Work item:
Transcribe the entries that follow, word for word.

Record set:
▼
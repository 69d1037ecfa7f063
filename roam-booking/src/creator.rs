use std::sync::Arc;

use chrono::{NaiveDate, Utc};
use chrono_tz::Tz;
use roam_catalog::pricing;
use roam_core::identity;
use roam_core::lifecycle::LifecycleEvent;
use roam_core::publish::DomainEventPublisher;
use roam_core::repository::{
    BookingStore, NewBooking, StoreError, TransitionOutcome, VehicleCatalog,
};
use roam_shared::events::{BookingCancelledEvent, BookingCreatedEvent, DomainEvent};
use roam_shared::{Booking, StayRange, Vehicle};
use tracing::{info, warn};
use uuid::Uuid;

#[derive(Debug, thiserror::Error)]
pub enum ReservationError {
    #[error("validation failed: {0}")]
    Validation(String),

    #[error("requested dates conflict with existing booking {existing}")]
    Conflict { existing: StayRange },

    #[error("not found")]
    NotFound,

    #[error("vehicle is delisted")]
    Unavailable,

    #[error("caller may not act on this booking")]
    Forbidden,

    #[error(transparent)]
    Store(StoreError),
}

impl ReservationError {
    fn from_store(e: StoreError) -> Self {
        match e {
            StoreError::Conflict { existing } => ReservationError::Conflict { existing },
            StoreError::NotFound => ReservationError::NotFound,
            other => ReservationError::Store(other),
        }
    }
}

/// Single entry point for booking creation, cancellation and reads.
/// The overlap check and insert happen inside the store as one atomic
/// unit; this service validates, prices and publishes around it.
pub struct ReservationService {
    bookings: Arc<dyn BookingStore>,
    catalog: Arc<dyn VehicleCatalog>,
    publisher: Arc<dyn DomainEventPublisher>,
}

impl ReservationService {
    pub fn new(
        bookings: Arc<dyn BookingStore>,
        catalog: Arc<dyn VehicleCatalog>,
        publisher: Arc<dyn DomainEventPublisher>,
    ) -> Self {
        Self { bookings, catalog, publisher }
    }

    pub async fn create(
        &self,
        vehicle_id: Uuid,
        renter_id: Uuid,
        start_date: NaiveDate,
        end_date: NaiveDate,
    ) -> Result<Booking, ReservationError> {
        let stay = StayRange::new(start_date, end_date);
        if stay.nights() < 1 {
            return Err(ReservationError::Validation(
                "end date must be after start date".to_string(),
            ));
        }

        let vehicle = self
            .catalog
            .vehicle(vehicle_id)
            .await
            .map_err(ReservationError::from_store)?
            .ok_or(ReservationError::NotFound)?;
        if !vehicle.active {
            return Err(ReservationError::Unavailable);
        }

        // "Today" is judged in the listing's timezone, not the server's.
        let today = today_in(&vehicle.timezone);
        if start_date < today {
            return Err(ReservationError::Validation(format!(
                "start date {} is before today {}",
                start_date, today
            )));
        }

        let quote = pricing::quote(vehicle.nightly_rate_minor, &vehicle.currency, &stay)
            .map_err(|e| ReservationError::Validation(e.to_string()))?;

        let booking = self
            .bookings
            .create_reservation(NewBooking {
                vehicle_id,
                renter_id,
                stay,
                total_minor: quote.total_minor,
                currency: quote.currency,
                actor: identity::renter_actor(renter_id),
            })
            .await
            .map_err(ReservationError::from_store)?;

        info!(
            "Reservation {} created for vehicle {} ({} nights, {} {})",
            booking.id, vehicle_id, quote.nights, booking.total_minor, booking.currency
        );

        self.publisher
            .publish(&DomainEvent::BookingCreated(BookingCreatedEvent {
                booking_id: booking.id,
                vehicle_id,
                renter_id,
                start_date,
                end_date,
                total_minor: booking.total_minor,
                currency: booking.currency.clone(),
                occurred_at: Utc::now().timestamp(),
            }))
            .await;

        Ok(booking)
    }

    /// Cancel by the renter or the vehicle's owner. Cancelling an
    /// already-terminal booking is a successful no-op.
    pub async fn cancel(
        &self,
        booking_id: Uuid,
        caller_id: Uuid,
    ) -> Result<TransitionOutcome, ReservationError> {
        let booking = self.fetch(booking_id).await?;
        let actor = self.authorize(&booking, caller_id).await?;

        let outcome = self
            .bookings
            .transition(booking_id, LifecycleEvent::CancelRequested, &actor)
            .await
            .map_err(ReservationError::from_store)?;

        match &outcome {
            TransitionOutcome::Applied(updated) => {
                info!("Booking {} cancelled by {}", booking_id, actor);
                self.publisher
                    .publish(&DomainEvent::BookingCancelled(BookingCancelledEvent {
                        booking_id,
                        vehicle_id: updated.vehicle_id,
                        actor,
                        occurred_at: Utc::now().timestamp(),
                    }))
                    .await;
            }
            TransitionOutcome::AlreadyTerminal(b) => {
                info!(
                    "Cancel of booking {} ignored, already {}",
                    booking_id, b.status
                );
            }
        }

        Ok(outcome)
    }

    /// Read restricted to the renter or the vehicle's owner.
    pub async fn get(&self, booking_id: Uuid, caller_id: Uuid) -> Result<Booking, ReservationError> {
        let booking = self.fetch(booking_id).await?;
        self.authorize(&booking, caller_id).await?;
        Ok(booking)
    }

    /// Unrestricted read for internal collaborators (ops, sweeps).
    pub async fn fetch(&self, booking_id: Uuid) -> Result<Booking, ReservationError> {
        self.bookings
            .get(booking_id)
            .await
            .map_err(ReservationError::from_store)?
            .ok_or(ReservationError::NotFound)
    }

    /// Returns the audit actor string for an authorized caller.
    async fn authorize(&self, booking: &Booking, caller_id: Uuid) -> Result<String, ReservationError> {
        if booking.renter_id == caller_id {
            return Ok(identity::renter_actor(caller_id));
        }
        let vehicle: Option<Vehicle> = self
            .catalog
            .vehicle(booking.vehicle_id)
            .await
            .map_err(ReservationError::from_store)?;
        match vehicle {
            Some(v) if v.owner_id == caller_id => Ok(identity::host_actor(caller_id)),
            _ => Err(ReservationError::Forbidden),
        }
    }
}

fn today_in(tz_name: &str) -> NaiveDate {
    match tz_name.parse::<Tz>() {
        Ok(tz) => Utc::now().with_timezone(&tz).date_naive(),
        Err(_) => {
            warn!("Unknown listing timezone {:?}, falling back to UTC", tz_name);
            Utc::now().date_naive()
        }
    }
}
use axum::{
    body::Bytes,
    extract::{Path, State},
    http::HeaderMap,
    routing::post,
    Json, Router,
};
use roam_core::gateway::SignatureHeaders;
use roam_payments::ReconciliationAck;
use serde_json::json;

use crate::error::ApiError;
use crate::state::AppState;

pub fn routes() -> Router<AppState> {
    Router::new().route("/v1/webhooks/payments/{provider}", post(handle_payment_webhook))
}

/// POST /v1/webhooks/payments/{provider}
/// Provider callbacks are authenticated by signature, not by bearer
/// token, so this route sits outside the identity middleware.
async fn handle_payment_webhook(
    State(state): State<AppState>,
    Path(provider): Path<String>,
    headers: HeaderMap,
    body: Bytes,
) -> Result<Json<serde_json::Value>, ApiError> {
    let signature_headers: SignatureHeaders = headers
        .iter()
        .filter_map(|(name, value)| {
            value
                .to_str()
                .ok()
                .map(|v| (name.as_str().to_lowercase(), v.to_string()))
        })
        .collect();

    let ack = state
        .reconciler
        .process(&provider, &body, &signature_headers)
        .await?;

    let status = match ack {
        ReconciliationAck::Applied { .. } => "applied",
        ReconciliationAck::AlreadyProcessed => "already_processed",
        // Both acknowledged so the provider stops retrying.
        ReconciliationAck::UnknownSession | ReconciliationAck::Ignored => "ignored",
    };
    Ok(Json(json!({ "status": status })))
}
▲
Output below:
repository 69d1037ecfa7f063
filename roam-booking/src/creator.rs
use std::sync::Arc;

use chrono::{NaiveDate, Utc};
use chrono_tz::Tz;
use roam_catalog::pricing;
use roam_core::identity;
use roam_core::lifecycle::LifecycleEvent;
use roam_core::publish::DomainEventPublisher;
use roam_core::repository::{
    BookingStore, NewBooking, StoreError, TransitionOutcome, VehicleCatalog,
};
use roam_shared::events::{BookingCancelledEvent, BookingCreatedEvent, DomainEvent};
use roam_shared::{Booking, StayRange, Vehicle};
use tracing::{info, warn};
use uuid::Uuid;

#[derive(Debug, thiserror::Error)]
pub enum ReservationError {
    #[error("validation failed: {0}")]
    Validation(String),

    #[error("requested dates conflict with existing booking {existing}")]
    Conflict { existing: StayRange },

    #[error("not found")]
    NotFound,

    #[error("vehicle is delisted")]
    Unavailable,

    #[error("caller may not act on this booking")]
    Forbidden,

    #[error(transparent)]
    Store(StoreError),
}

impl ReservationError {
    fn from_store(e: StoreError) -> Self {
        match e {
            StoreError::Conflict { existing } => ReservationError::Conflict { existing },
            StoreError::NotFound => ReservationError::NotFound,
            other => ReservationError::Store(other),
        }
    }
}

/// Single entry point for booking creation, cancellation and reads.
/// The overlap check and insert happen inside the store as one atomic
/// unit; this service validates, prices and publishes around it.
pub struct ReservationService {
    bookings: Arc<dyn BookingStore>,
    catalog: Arc<dyn VehicleCatalog>,
    publisher: Arc<dyn DomainEventPublisher>,
}

impl ReservationService {
    pub fn new(
        bookings: Arc<dyn BookingStore>,
        catalog: Arc<dyn VehicleCatalog>,
        publisher: Arc<dyn DomainEventPublisher>,
    ) -> Self {
        Self { bookings, catalog, publisher }
    }

    pub async fn create(
        &self,
        vehicle_id: Uuid,
        renter_id: Uuid,
        start_date: NaiveDate,
        end_date: NaiveDate,
    ) -> Result<Booking, ReservationError> {
        let stay = StayRange::new(start_date, end_date);
        if stay.nights() < 1 {
            return Err(ReservationError::Validation(
                "end date must be after start date".to_string(),
            ));
        }

        let vehicle = self
            .catalog
            .vehicle(vehicle_id)
            .await
            .map_err(ReservationError::from_store)?
            .ok_or(ReservationError::NotFound)?;
        if !vehicle.active {
            return Err(ReservationError::Unavailable);
        }

        // "Today" is judged in the listing's timezone, not the server's.
        let today = today_in(&vehicle.timezone);
        if start_date < today {
            return Err(ReservationError::Validation(format!(
                "start date {} is before today {}",
                start_date, today
            )));
        }

        let quote = pricing::quote(vehicle.nightly_rate_minor, &vehicle.currency, &stay)
            .map_err(|e| ReservationError::Validation(e.to_string()))?;

        let booking = self
            .bookings
            .create_reservation(NewBooking {
                vehicle_id,
                renter_id,
                stay,
                total_minor: quote.total_minor,
                currency: quote.currency,
                actor: identity::renter_actor(renter_id),
            })
            .await
            .map_err(ReservationError::from_store)?;

        info!(
            "Reservation {} created for vehicle {} ({} nights, {} {})",
            booking.id, vehicle_id, quote.nights, booking.total_minor, booking.currency
        );

        self.publisher
            .publish(&DomainEvent::BookingCreated(BookingCreatedEvent {
                booking_id: booking.id,
                vehicle_id,
                renter_id,
                start_date,
                end_date,
                total_minor: booking.total_minor,
                currency: booking.currency.clone(),
                occurred_at: Utc::now().timestamp(),
            }))
            .await;

        Ok(booking)
    }

    /// Cancel by the renter or the vehicle's owner. Cancelling an
    /// already-terminal booking is a successful no-op.
    pub async fn cancel(
        &self,
        booking_id: Uuid,
        caller_id: Uuid,
    ) -> Result<TransitionOutcome, ReservationError> {
        let booking = self.fetch(booking_id).await?;
        let actor = self.authorize(&booking, caller_id).await?;

        let outcome = self
            .bookings
            .transition(booking_id, LifecycleEvent::CancelRequested, &actor)
            .await
            .map_err(ReservationError::from_store)?;

        match &outcome {
            TransitionOutcome::Applied(updated) => {
                info!("Booking {} cancelled by {}", booking_id, actor);
                self.publisher
                    .publish(&DomainEvent::BookingCancelled(BookingCancelledEvent {
                        booking_id,
                        vehicle_id: updated.vehicle_id,
                        actor,
                        occurred_at: Utc::now().timestamp(),
                    }))
                    .await;
            }
            TransitionOutcome::AlreadyTerminal(b) => {
                info!(
                    "Cancel of booking {} ignored, already {}",
                    booking_id, b.status
                );
            }
        }

        Ok(outcome)
    }

    /// Read restricted to the renter or the vehicle's owner.
    pub async fn get(&self, booking_id: Uuid, caller_id: Uuid) -> Result<Booking, ReservationError> {
        let booking = self.fetch(booking_id).await?;
        self.authorize(&booking, caller_id).await?;
        Ok(booking)
    }

    /// Unrestricted read for internal collaborators (ops, sweeps).
    pub async fn fetch(&self, booking_id: Uuid) -> Result<Booking, ReservationError> {
        self.bookings
            .get(booking_id)
            .await
            .map_err(ReservationError::from_store)?
            .ok_or(ReservationError::NotFound)
    }

    /// Returns the audit actor string for an authorized caller.
    async fn authorize(&self, booking: &Booking, caller_id: Uuid) -> Result<String, ReservationError> {
        if booking.renter_id == caller_id {
            return Ok(identity::renter_actor(caller_id));
        }
        let vehicle: Option<Vehicle> = self
            .catalog
            .vehicle(booking.vehicle_id)
            .await
            .map_err(ReservationError::from_store)?;
        match vehicle {
            Some(v) if v.owner_id == caller_id => Ok(identity::host_actor(caller_id)),
            _ => Err(ReservationError::Forbidden),
        }
    }
}

fn today_in(tz_name: &str) -> NaiveDate {
    match tz_name.parse::<Tz>() {
        Ok(tz) => Utc::now().with_timezone(&tz).date_naive(),
        Err(_) => {
            warn!("Unknown listing timezone {:?}, falling back to UTC", tz_name);
            Utc::now().date_naive()
        }
    }
}
use axum::{
    body::Bytes,
    extract::{Path, State},
    http::HeaderMap,
    routing::post,
    Json, Router,
};
use roam_core::gateway::SignatureHeaders;
use roam_payments::ReconciliationAck;
use serde_json::json;

use crate::error::ApiError;
use crate::state::AppState;

pub fn routes() -> Router<AppState> {
    Router::new().route("/v1/webhooks/payments/{provider}", post(handle_payment_webhook))
}

/// POST /v1/webhooks/payments/{provider}
/// Provider callbacks are authenticated by signature, not by bearer
/// token, so this route sits outside the identity middleware.
async fn handle_payment_webhook(
    State(state): State<AppState>,
    Path(provider): Path<String>,
    headers: HeaderMap,
    body: Bytes,
) -> Result<Json<serde_json::Value>, ApiError> {
    let signature_headers: SignatureHeaders = headers
        .iter()
        .filter_map(|(name, value)| {
            value
                .to_str()
                .ok()
                .map(|v| (name.as_str().to_lowercase(), v.to_string()))
        })
        .collect();

    let ack = state
        .reconciler
        .process(&provider, &body, &signature_headers)
        .await?;

    let status = match ack {
        ReconciliationAck::Applied { .. } => "applied",
        ReconciliationAck::AlreadyProcessed => "already_processed",
        // Both acknowledged so the provider stops retrying.
        ReconciliationAck::UnknownSession | ReconciliationAck::Ignored => "ignored",
    };
    Ok(Json(json!({ "status": status })))
}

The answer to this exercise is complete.